The problem for NBC as for other media is that it is trying to preserve old business models in a new reality. To experiment with alternatives when billions are at stake is risky. But so is not experimenting and not learning when millions of your viewers can complain about you on Twitter.

From Broadcast to Always On

What’s changed from, say 1996? There was tape delays during the 1996 Atlanta games, in the United States, for events like the Men’s 100 Meter Dash [see below].

Broadcast electronic media enables control. Control of the message. Control of the advertising revenue. But, there is limited control in cyber space which is always on. Where people in stadiums and those watching in other countries can post results.

NBC executives seem to think that American citizens need the context presented. As if Americans are not bright enough to understand what is going on (or find out through a search on the Internet.) This is an patronizing attitude by elites is described in full by John Ralston Saul.

Lessons for Governments

  1. Public servants need to consider that they do not have all of the answers or the best answers.

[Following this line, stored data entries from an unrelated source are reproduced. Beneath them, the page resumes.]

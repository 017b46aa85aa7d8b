//! Metadata package export and import.

use crate::config::DeployConfig;
use crate::error::Result;
use crate::manifest::MetadataManifest;
use crate::ssh::RemoteExecutor;
use crate::stage::{scan_remote_log, StageOutcome};
use crate::utils::shell;
use crate::workdir::{self, WorkingDirectory};

pub fn export_command(config: &DeployConfig, work: &WorkingDirectory, objects: &[String]) -> String {
    let mut args = vec![
        config.path_to_exportpackage.clone(),
        "-disableX11".to_string(),
        "-profile".to_string(),
        config.export_profile().to_string(),
        "-package".to_string(),
        work.spk(workdir::METADATA_SPK),
        "-log".to_string(),
        work.log(workdir::LOG_METADATA_EXPORT),
        "-subprop".to_string(),
        work.spk(workdir::METADATA_SUBPROP),
        "-objects".to_string(),
    ];
    args.extend(objects.iter().cloned());
    shell::quote_args(&args)
}

pub fn import_command(config: &DeployConfig, work: &WorkingDirectory) -> String {
    shell::quote_args(&[
        config.path_to_importpackage.as_str(),
        "-disableX11",
        "-profile",
        config.meta_profile.as_str(),
        "-target",
        "/",
        "-package",
        &work.spk(workdir::METADATA_SPK),
        "-subprop",
        &work.spk(workdir::METADATA_SUBPROP),
        "--includeACL",
        "-preservePaths",
        "-log",
        &work.log(workdir::LOG_METADATA_IMPORT),
    ])
}

/// Export every manifest object into `spks/metadata.spk`.
pub fn export(
    executor: &dyn RemoteExecutor,
    config: &DeployConfig,
    work: &WorkingDirectory,
    manifest: &MetadataManifest,
) -> Result<StageOutcome> {
    let objects = manifest.object_lines();
    log_status!("metadata", "Exporting {} object(s)", objects.len());
    executor.run(&export_command(config, work, &objects), Some(work.root()), None)?;

    let diagnostics = scan_remote_log(executor, &work.log(workdir::LOG_METADATA_EXPORT));
    Ok(StageOutcome::done(
        format!("{} object(s) exported", objects.len()),
        diagnostics,
    ))
}

/// Import the exported package into the target metadata server.
pub fn import(
    executor: &dyn RemoteExecutor,
    config: &DeployConfig,
    work: &WorkingDirectory,
) -> Result<StageOutcome> {
    log_status!("metadata", "Importing {}", work.spk(workdir::METADATA_SPK));
    executor.run(&import_command(config, work), Some(work.root()), None)?;

    let diagnostics = scan_remote_log(executor, &work.log(workdir::LOG_METADATA_IMPORT));
    Ok(StageOutcome::done(work.spk(workdir::METADATA_SPK), diagnostics))
}
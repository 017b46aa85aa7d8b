use super::{codes, ErrorCode, Hint};
use serde::Serialize;

#[derive(Debug, Serialize)]
#[serde(rename_all = "camelCase")]
pub struct ErrorHelpSummary {
    pub code: String,
    pub summary: String,
}

#[derive(Debug, Serialize)]
#[serde(rename_all = "camelCase")]
pub struct ErrorHelp {
    pub code: String,
    pub summary: String,
    pub details_schema: serde_json::Value,
    pub hints: Vec<Hint>,
}

pub fn list() -> Vec<ErrorHelpSummary> {
    codes::all_codes()
        .iter()
        .copied()
        .map(|code| {
            let help = explain(code);
            ErrorHelpSummary {
                code: help.code,
                summary: help.summary,
            }
        })
        .collect()
}

fn help(
    code: ErrorCode,
    summary: &str,
    details_schema: serde_json::Value,
    hint: Option<&str>,
) -> ErrorHelp {
    ErrorHelp {
        code: code.as_str().to_string(),
        summary: summary.to_string(),
        details_schema,
        hints: hint
            .map(|message| {
                vec![Hint {
                    message: message.to_string(),
                }]
            })
            .unwrap_or_default(),
    }
}

pub fn explain(code: ErrorCode) -> ErrorHelp {
    use serde_json::json;

    match code {
        ErrorCode::ConfigMissingKey => help(
            code,
            "Missing required configuration key or file",
            json!({"key":"string","path":"string?"}),
            Some("Check common.json, the environment file and local.json in the config directory"),
        ),
        ErrorCode::ConfigInvalidJson => help(
            code,
            "Configuration JSON is invalid",
            json!({"path":"string","error":"string"}),
            Some("Fix JSON syntax in the referenced file"),
        ),
        ErrorCode::ConfigInvalidValue => help(
            code,
            "Configuration value is invalid",
            json!({"key":"string","value":"string?","problem":"string"}),
            None,
        ),
        ErrorCode::ValidationInvalidArgument => help(
            code,
            "Command-line argument is invalid",
            json!({"field":"string","problem":"string","tried":"string[]?"}),
            None,
        ),
        ErrorCode::SshIdentityFileNotFound => help(
            code,
            "Configured SSH identity file does not exist",
            json!({"identityFile":"string"}),
            None,
        ),
        ErrorCode::RemoteCommandFailed => help(
            code,
            "Remote command exited with a non-zero status",
            json!({"command":"string","exitCode":"number","stdout":"string","stderr":"string","target":{"host":"string?","user":"string?"}}),
            Some("Inspect stdout/stderr and the stage log in the working directory"),
        ),
        ErrorCode::RemoteCommandTimeout => help(
            code,
            "Remote command exceeded its timeout",
            json!({"command":"string","timeoutSecs":"number","stdout":"string","stderr":"string","target":{"host":"string?","user":"string?"}}),
            None,
        ),
        ErrorCode::PlatformApiError => help(
            code,
            "Pull-request platform returned a non-success status",
            json!({"method":"string","url":"string","status":"number","body":"string","attempts":"number"}),
            None,
        ),
        ErrorCode::PlatformAuthFailed => help(
            code,
            "Pull-request platform rejected the bearer token",
            json!({"status":"number","url":"string"}),
            Some("Refresh BITBUCKET_API_TOKEN"),
        ),
        ErrorCode::PlatformMergeConflict => help(
            code,
            "Pull request is out of date or conflicts and must be merged manually",
            json!({"prId":"number","version":"number?","message":"string"}),
            Some("Resolve the pull request manually on the hosting platform"),
        ),
        ErrorCode::PlatformRequestFailed => help(
            code,
            "HTTP request to the pull-request platform could not be sent",
            json!({"url":"string","error":"string"}),
            None,
        ),
        ErrorCode::ModuleNotRegistered => help(
            code,
            "Module has no deployment path in the module registry",
            json!({"module":"string","registry":"string","log":"string?"}),
            Some("Register the module path before deploying it"),
        ),
        ErrorCode::AssemblyFailed => help(
            code,
            "Deployment package could not be assembled",
            json!({"prId":"number?","path":"string?","output":"string?"}),
            Some("The working directory is kept for inspection"),
        ),
        ErrorCode::SasProgramFailed => help(
            code,
            "Batch SAS program reported errors",
            json!({"program":"string","log":"string","errors":"string[]"}),
            None,
        ),
        ErrorCode::InternalIoError => help(
            code,
            "Local IO failure",
            json!({"error":"string","context":"string?"}),
            None,
        ),
        ErrorCode::InternalJsonError => help(
            code,
            "JSON serialization failure",
            json!({"error":"string","context":"string?"}),
            None,
        ),
        ErrorCode::InternalUnexpected => help(
            code,
            "Unexpected internal error",
            json!({"error":"string"}),
            None,
        ),
    }
}
//! URL shapes and payload parsing for the two Bitbucket flavours.

use serde_json::Value;

use crate::config::DeployConfig;
use crate::error::{Error, Result};
use crate::pull_request::PullRequest;

const CLOUD_API_BASE: &str = "https://api.bitbucket.org/2.0/repositories";
const SERVER_SSH_PORT: u16 = 7999;

#[derive(Debug, Clone, PartialEq, Eq)]
pub enum PlatformVariant {
    /// Self-hosted Bitbucket Server / Data Center.
    Server { host: String, project: String },
    /// bitbucket.org.
    Cloud { workspace: String },
}

impl PlatformVariant {
    pub fn from_config(config: &DeployConfig) -> Self {
        if config.is_bitbucket_server {
            PlatformVariant::Server {
                host: config.bitbucket_host.clone(),
                project: config.bitbucket_project_or_workspace.clone(),
            }
        } else {
            PlatformVariant::Cloud {
                workspace: config.bitbucket_project_or_workspace.clone(),
            }
        }
    }

    pub fn name(&self) -> &'static str {
        match self {
            PlatformVariant::Server { .. } => "Bitbucket Server",
            PlatformVariant::Cloud { .. } => "Bitbucket Cloud",
        }
    }

    pub fn requires_version(&self) -> bool {
        matches!(self, PlatformVariant::Server { .. })
    }

    fn pull_requests_base(&self, repo: &str) -> String {
        match self {
            PlatformVariant::Server { host, project } => format!(
                "https://{}/rest/api/1.0/projects/{}/repos/{}/pull-requests",
                host, project, repo
            ),
            PlatformVariant::Cloud { workspace } => {
                format!("{}/{}/{}/pullrequests", CLOUD_API_BASE, workspace, repo)
            }
        }
    }

    /// First page of open pull requests.
    pub fn list_url(&self, repo: &str) -> String {
        let query = match self {
            PlatformVariant::Server { .. } => "state=OPEN&at=refs/heads/master",
            PlatformVariant::Cloud { .. } => "state=OPEN&fields=%2Bvalues.participants",
        };
        format!("{}?{}", self.pull_requests_base(repo), query)
    }

    /// URL of the page after `page`, if any.
    pub fn next_page_url(&self, first_url: &str, page: &Value) -> Option<String> {
        match self {
            PlatformVariant::Server { .. } => {
                if page.get("isLastPage").and_then(Value::as_bool).unwrap_or(true) {
                    return None;
                }
                let start = page.get("nextPageStart").and_then(Value::as_u64)?;
                Some(format!("{}&start={}", first_url, start))
            }
            PlatformVariant::Cloud { .. } => page
                .get("next")
                .and_then(Value::as_str)
                .filter(|next| !next.is_empty())
                .map(str::to_string),
        }
    }

    pub fn clone_url(&self, repo: &str) -> String {
        match self {
            PlatformVariant::Server { host, project } => format!(
                "ssh://git@{}:{}/{}/{}.git",
                host,
                SERVER_SSH_PORT,
                project.to_lowercase(),
                repo
            ),
            PlatformVariant::Cloud { workspace } => {
                format!("git@bitbucket.org:{}/{}.git", workspace, repo)
            }
        }
    }

    pub fn parse_pull_request(&self, raw: &Value) -> Result<PullRequest> {
        let id = raw.get("id").and_then(Value::as_u64).ok_or_else(|| {
            Error::internal_json(
                "pull request record has no numeric id",
                Some(format!("parse {} pull request", self.name())),
            )
        })?;
        let title = raw
            .get("title")
            .and_then(Value::as_str)
            .unwrap_or_default()
            .to_string();

        let (approvers, branch_pointer, version) = match self {
            PlatformVariant::Server { .. } => (
                "reviewers",
                "/fromRef/displayId",
                raw.get("version").and_then(Value::as_i64),
            ),
            PlatformVariant::Cloud { .. } => ("participants", "/source/branch/name", None),
        };

        let approval_count = raw
            .get(approvers)
            .and_then(Value::as_array)
            .map(|people| {
                people
                    .iter()
                    .filter(|p| p.get("approved").and_then(Value::as_bool).unwrap_or(false))
                    .count()
            })
            .unwrap_or(0);

        Ok(PullRequest {
            id,
            title,
            source_branch: raw
                .pointer(branch_pointer)
                .and_then(Value::as_str)
                .unwrap_or_default()
                .trim()
                .to_string(),
            approval_count: u32::try_from(approval_count).unwrap_or(u32::MAX),
            version,
            raw: raw.clone(),
        })
    }

    pub fn merge_url(&self, repo: &str, pr: &PullRequest) -> Result<String> {
        let base = format!("{}/{}/merge", self.pull_requests_base(repo), pr.id);
        if !self.requires_version() {
            return Ok(base);
        }
        let version = pr.version.ok_or_else(|| {
            Error::validation_invalid_argument(
                "version",
                format!("PR #{} has no version; Bitbucket Server requires it to merge", pr.id),
                None,
            )
        })?;
        Ok(format!("{}?version={}", base, version))
    }

    pub fn merge_succeeded(&self, status: u16) -> bool {
        match self {
            PlatformVariant::Server { .. } => status == 200,
            PlatformVariant::Cloud { .. } => status == 200 || status == 201,
        }
    }

    /// Human-readable failure reason from an error body.
    pub fn error_message(&self, status: u16, body: &str) -> String {
        let parsed: Option<Value> = serde_json::from_str(body).ok();
        let message = parsed.as_ref().and_then(|data| match self {
            PlatformVariant::Server { .. } => {
                let joined = data
                    .get("errors")
                    .and_then(Value::as_array)
                    .map(|errors| {
                        errors
                            .iter()
                            .map(|e| {
                                e.get("message")
                                    .and_then(Value::as_str)
                                    .map(str::to_string)
                                    .unwrap_or_else(|| e.to_string())
                            })
                            .collect::<Vec<_>>()
                            .join("; ")
                    })
                    .filter(|joined| !joined.is_empty());
                joined.or_else(|| {
                    data.get("message")
                        .and_then(Value::as_str)
                        .map(str::to_string)
                })
            }
            PlatformVariant::Cloud { .. } => data
                .pointer("/error/message")
                .and_then(Value::as_str)
                .map(str::to_string),
        });

        message
            .filter(|m| !m.is_empty())
            .unwrap_or_else(|| format!("HTTP {}: {}", status, body.trim()))
    }

    /// Stale-version rejection: the PR changed since it was read.
    pub fn is_conflict(&self, status: u16, message: &str) -> bool {
        match self {
            PlatformVariant::Server { .. } => {
                let lower = message.to_lowercase();
                status == 409
                    || lower.contains("out-of-date")
                    || lower.contains("out of date")
                    || lower.contains("version")
            }
            PlatformVariant::Cloud { .. } => false,
        }
    }
}

#[cfg(test)]
mod tests {
    use super::*;
    use serde_json::json;

    fn server() -> PlatformVariant {
        PlatformVariant::Server {
            host: "bitbucket.example.com".to_string(),
            project: "DWH".to_string(),
        }
    }

    fn cloud() -> PlatformVariant {
        PlatformVariant::Cloud {
            workspace: "acme".to_string(),
        }
    }

    #[test]
    fn urls_per_variant() {
        assert_eq!(
            server().list_url("etl_core"),
            "https://bitbucket.example.com/rest/api/1.0/projects/DWH/repos/etl_core/pull-requests?state=OPEN&at=refs/heads/master"
        );
        assert_eq!(
            server().clone_url("etl_core"),
            "ssh://git@bitbucket.example.com:7999/dwh/etl_core.git"
        );
        assert_eq!(
            cloud().list_url("etl_core"),
            "https://api.bitbucket.org/2.0/repositories/acme/etl_core/pullrequests?state=OPEN&fields=%2Bvalues.participants"
        );
        assert_eq!(cloud().clone_url("etl_core"), "git@bitbucket.org:acme/etl_core.git");
    }

    #[test]
    fn server_record_counts_reviewer_approvals() {
        let raw = json!({
            "id": 42,
            "title": "Add loader",
            "version": 3,
            "fromRef": { "displayId": "feature/loader" },
            "reviewers": [{ "approved": true }, { "approved": false }, { "approved": true }]
        });
        let pr = server().parse_pull_request(&raw).unwrap();
        assert_eq!(pr.id, 42);
        assert_eq!(pr.approval_count, 2);
        assert_eq!(pr.source_branch, "feature/loader");
        assert_eq!(pr.version, Some(3));
    }

    #[test]
    fn cloud_record_counts_participant_approvals_and_has_no_version() {
        let raw = json!({
            "id": 5,
            "title": "Fix",
            "version": 9,
            "source": { "branch": { "name": "bugfix/x" } },
            "participants": [{ "approved": true }, { "role": "REVIEWER" }]
        });
        let pr = cloud().parse_pull_request(&raw).unwrap();
        assert_eq!(pr.approval_count, 1);
        assert_eq!(pr.source_branch, "bugfix/x");
        assert_eq!(pr.version, None);
    }

    #[test]
    fn record_without_id_is_rejected() {
        assert!(server().parse_pull_request(&json!({ "title": "x" })).is_err());
    }

    #[test]
    fn server_merge_url_carries_version_and_requires_it() {
        let raw = json!({ "id": 7, "version": 4, "fromRef": { "displayId": "f" } });
        let mut pr = server().parse_pull_request(&raw).unwrap();
        assert_eq!(
            server().merge_url("etl_core", &pr).unwrap(),
            "https://bitbucket.example.com/rest/api/1.0/projects/DWH/repos/etl_core/pull-requests/7/merge?version=4"
        );

        pr.version = None;
        assert!(server().merge_url("etl_core", &pr).is_err());
        assert_eq!(
            cloud().merge_url("etl_core", &pr).unwrap(),
            "https://api.bitbucket.org/2.0/repositories/acme/etl_core/pullrequests/7/merge"
        );
    }

    #[test]
    fn pagination_follows_each_variant() {
        let first = server().list_url("r");
        let page = json!({ "isLastPage": false, "nextPageStart": 25, "values": [] });
        assert_eq!(
            server().next_page_url(&first, &page),
            Some(format!("{}&start=25", first))
        );
        assert_eq!(server().next_page_url(&first, &json!({ "isLastPage": true })), None);

        let page = json!({ "next": "https://api.bitbucket.org/2.0/next?page=2", "values": [] });
        assert_eq!(
            cloud().next_page_url("ignored", &page).as_deref(),
            Some("https://api.bitbucket.org/2.0/next?page=2")
        );
        assert_eq!(cloud().next_page_url("ignored", &json!({ "values": [] })), None);
    }

    #[test]
    fn error_messages_and_conflicts() {
        let body = json!({ "errors": [{ "message": "You are attempting to modify a pull request based on out-of-date information." }] }).to_string();
        let message = server().error_message(409, &body);
        assert!(message.contains("out-of-date"));
        assert!(server().is_conflict(409, &message));
        assert!(server().is_conflict(400, &message));
        assert!(!server().is_conflict(400, "Merge checks failed"));

        let body = json!({ "error": { "message": "Branch is protected" } }).to_string();
        assert_eq!(cloud().error_message(400, &body), "Branch is protected");
        assert!(!cloud().is_conflict(409, "anything"));
        assert_eq!(cloud().error_message(500, "oops"), "HTTP 500: oops");
    }
}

Governments can leverage citizen cognitive surplus.
  2. Citizens view delays of information as indicative of incompetence or hiding something so transparency can increase citizen trust.
  3. Governments cannot stop information flow to citizens, so it’s better to be proactive with open data rather than wait for access to information requests.
  4. Governments will be satirized and ridiculed – as they have been for centuries, just on cyberspace. Get used to it. Adjust.
  5. Transparency will reveal incompetence, corruption and inefficiencies. Embrace these to improve government effectiveness.

1996 100 Meter Dash

I watched the event on CBC. There was a lot of tension given the strong field. After watching the stress of false starts and the eventual win by Donovan Bailey, I flipped to the American channel (we can do that in Canada, although there doesn’t seem to be much reciprocity) to find that the network was setting up the event. Providing context. Here’s British commentary from the event. Wasn’t this enough tension? Isn’t it better than reality television?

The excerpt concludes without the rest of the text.